**Task instructions**. Produce an exact copy of all the records.

Dataset entries:

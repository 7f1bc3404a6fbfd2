/// Errors that can occur when creating validated text types.
#[derive(Debug, thiserror::Error, PartialEq, Eq)]
pub enum TextError {
    #[error("text cannot be empty")]
    Empty,
}

/// Trimmed text with at least one non-whitespace character.
///
/// Search terms typed into the lookup dropdowns and record identifiers taken from a
/// selected option both go through this type before any request is built.
#[derive(Debug, Clone, PartialEq, Eq, Hash)]
pub struct NonEmptyText(String);

impl NonEmptyText {
    /// Trims `input` and rejects it if nothing is left.
    pub fn new(input: impl AsRef<str>) -> Result<Self, TextError> {
        let trimmed = input.as_ref().trim();
        if trimmed.is_empty() {
            return Err(TextError::Empty);
        }
        Ok(Self(trimmed.to_owned()))
    }

    pub fn as_str(&self) -> &str {
        &self.0
    }
}

impl std::fmt::Display for NonEmptyText {
    fn fmt(&self, f: &mut std::fmt::Formatter<'_>) -> std::fmt::Result {
        f.write_str(&self.0)
    }
}

impl AsRef<str> for NonEmptyText {
    fn as_ref(&self) -> &str {
        &self.0
    }
}

impl serde::Serialize for NonEmptyText {
    fn serialize<S>(&self, serializer: S) -> Result<S::Ok, S::Error>
    where
        S: serde::Serializer,
    {
        serializer.serialize_str(&self.0)
    }
}

impl<'de> serde::Deserialize<'de> for NonEmptyText {
    fn deserialize<D>(deserializer: D) -> Result<Self, D::Error>
    where
        D: serde::Deserializer<'de>,
    {
        let raw = String::deserialize(deserializer)?;
        Self::new(raw).map_err(serde::de::Error::custom)
    }
}

/// A national identifier (RUT) in the normalised form used for lookups.
///
/// Barcode scanners and manual entry both produce RUTs with stray whitespace and a
/// lowercase `k` check digit; lookups compare the trimmed, uppercased value so the same
/// patient is not fetched twice for cosmetically different input.
///
/// No check-digit verification is performed. The backend is the authority on whether a
/// RUT exists.
#[derive(Debug, Clone, PartialEq, Eq, Hash)]
pub struct Rut(String);

impl Rut {
    /// Normalises `input` into a `Rut`.
    ///
    /// # Errors
    ///
    /// Returns [`TextError::Empty`] if the input is empty after trimming.
    pub fn new(input: impl AsRef<str>) -> Result<Self, TextError> {
        let text = NonEmptyText::new(input)?;
        Ok(Self(text.as_str().to_uppercase()))
    }

    pub fn as_str(&self) -> &str {
        &self.0
    }
}

impl std::fmt::Display for Rut {
    fn fmt(&self, f: &mut std::fmt::Formatter<'_>) -> std::fmt::Result {
        f.write_str(&self.0)
    }
}

impl AsRef<str> for Rut {
    fn as_ref(&self) -> &str {
        &self.0
    }
}

impl From<Rut> for NonEmptyText {
    fn from(rut: Rut) -> Self {
        NonEmptyText(rut.0)
    }
}

#[cfg(test)]
mod tests {
    use super::*;

    #[test]
    fn non_empty_text_trims_input() {
        let text = NonEmptyText::new("  12345  ").expect("non-empty");
        assert_eq!(text.as_str(), "12345");
    }

    #[test]
    fn non_empty_text_rejects_whitespace() {
        assert_eq!(NonEmptyText::new("   "), Err(TextError::Empty));
        assert_eq!(NonEmptyText::new(""), Err(TextError::Empty));
    }

    #[test]
    fn non_empty_text_deserialize_rejects_blank() {
        let err = serde_json::from_str::<NonEmptyText>("\"  \"");
        assert!(err.is_err());
        let ok: NonEmptyText = serde_json::from_str("\" abc \"").expect("valid text");
        assert_eq!(ok.as_str(), "abc");
    }

    #[test]
    fn rut_is_trimmed_and_uppercased() {
        let rut = Rut::new(" 12345678-k ").expect("valid rut");
        assert_eq!(rut.as_str(), "12345678-K");
        assert_eq!(rut, Rut::new("12345678-K").expect("valid rut"));
    }

    #[test]
    fn rut_rejects_blank_input() {
        assert_eq!(Rut::new("\t"), Err(TextError::Empty));
    }

    #[test]
    fn rut_converts_into_search_text() {
        let text: NonEmptyText = Rut::new("9876543-2").expect("valid rut").into();
        assert_eq!(text.as_str(), "9876543-2");
    }
}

**Exercise solution**.
repository 7f1bc3404a6fbfd2
/// Errors that can occur when creating validated text types.
#[derive(Debug, thiserror::Error, PartialEq, Eq)]
pub enum TextError {
    #[error("text cannot be empty")]
    Empty,
}

/// Trimmed text with at least one non-whitespace character.
///
/// Search terms typed into the lookup dropdowns and record identifiers taken from a
/// selected option both go through this type before any request is built.
#[derive(Debug, Clone, PartialEq, Eq, Hash)]
pub struct NonEmptyText(String);

impl NonEmptyText {
    /// Trims `input` and rejects it if nothing is left.
    pub fn new(input: impl AsRef<str>) -> Result<Self, TextError> {
        let trimmed = input.as_ref().trim();
        if trimmed.is_empty() {
            return Err(TextError::Empty);
        }
        Ok(Self(trimmed.to_owned()))
    }

    pub fn as_str(&self) -> &str {
        &self.0
    }
}

impl std::fmt::Display for NonEmptyText {
    fn fmt(&self, f: &mut std::fmt::Formatter<'_>) -> std::fmt::Result {
        f.write_str(&self.0)
    }
}

impl AsRef<str> for NonEmptyText {
    fn as_ref(&self) -> &str {
        &self.0
    }
}

impl serde::Serialize for NonEmptyText {
    fn serialize<S>(&self, serializer: S) -> Result<S::Ok, S::Error>
    where
        S: serde::Serializer,
    {
        serializer.serialize_str(&self.0)
    }
}

impl<'de> serde::Deserialize<'de> for NonEmptyText {
    fn deserialize<D>(deserializer: D) -> Result<Self, D::Error>
    where
        D: serde::Deserializer<'de>,
    {
        let raw = String::deserialize(deserializer)?;
        Self::new(raw).map_err(serde::de::Error::custom)
    }
}

/// A national identifier (RUT) in the normalised form used for lookups.
///
/// Barcode scanners and manual entry both produce RUTs with stray whitespace and a
/// lowercase `k` check digit; lookups compare the trimmed, uppercased value so the same
/// patient is not fetched twice for cosmetically different input.
///
/// No check-digit verification is performed. The backend is the authority on whether a
/// RUT exists.
#[derive(Debug, Clone, PartialEq, Eq, Hash)]
pub struct Rut(String);

impl Rut {
    /// Normalises `input` into a `Rut`.
    ///
    /// # Errors
    ///
    /// Returns [`TextError::Empty`] if the input is empty after trimming.
    pub fn new(input: impl AsRef<str>) -> Result<Self, TextError> {
        let text = NonEmptyText::new(input)?;
        Ok(Self(text.as_str().to_uppercase()))
    }

    pub fn as_str(&self) -> &str {
        &self.0
    }
}

impl std::fmt::Display for Rut {
    fn fmt(&self, f: &mut std::fmt::Formatter<'_>) -> std::fmt::Result {
        f.write_str(&self.0)
    }
}

impl AsRef<str> for Rut {
    fn as_ref(&self) -> &str {
        &self.0
    }
}

impl From<Rut> for NonEmptyText {
    fn from(rut: Rut) -> Self {
        NonEmptyText(rut.0)
    }
}

#[cfg(test)]
mod tests {
    use super::*;

    #[test]
    fn non_empty_text_trims_input() {
        let text = NonEmptyText::new("  12345  ").expect("non-empty");
        assert_eq!(text.as_str(), "12345");
    }

    #[test]
    fn non_empty_text_rejects_whitespace() {
        assert_eq!(NonEmptyText::new("   "), Err(TextError::Empty));
        assert_eq!(NonEmptyText::new(""), Err(TextError::Empty));
    }

    #[test]
    fn non_empty_text_deserialize_rejects_blank() {
        let err = serde_json::from_str::<NonEmptyText>("\"  \"");
        assert!(err.is_err());
        let ok: NonEmptyText = serde_json::from_str("\" abc \"").expect("valid text");
        assert_eq!(ok.as_str(), "abc");
    }

    #[test]
    fn rut_is_trimmed_and_uppercased() {
        let rut = Rut::new(" 12345678-k ").expect("valid rut");
        assert_eq!(rut.as_str(), "12345678-K");
        assert_eq!(rut, Rut::new("12345678-K").expect("valid rut"));
    }

    #[test]
    fn rut_rejects_blank_input() {
        assert_eq!(Rut::new("\t"), Err(TextError::Empty));
    }

    #[test]
    fn rut_converts_into_search_text() {
        let text: NonEmptyText = Rut::new("9876543-2").expect("valid rut").into();
        assert_eq!(text.as_str(), "9876543-2");
    }
}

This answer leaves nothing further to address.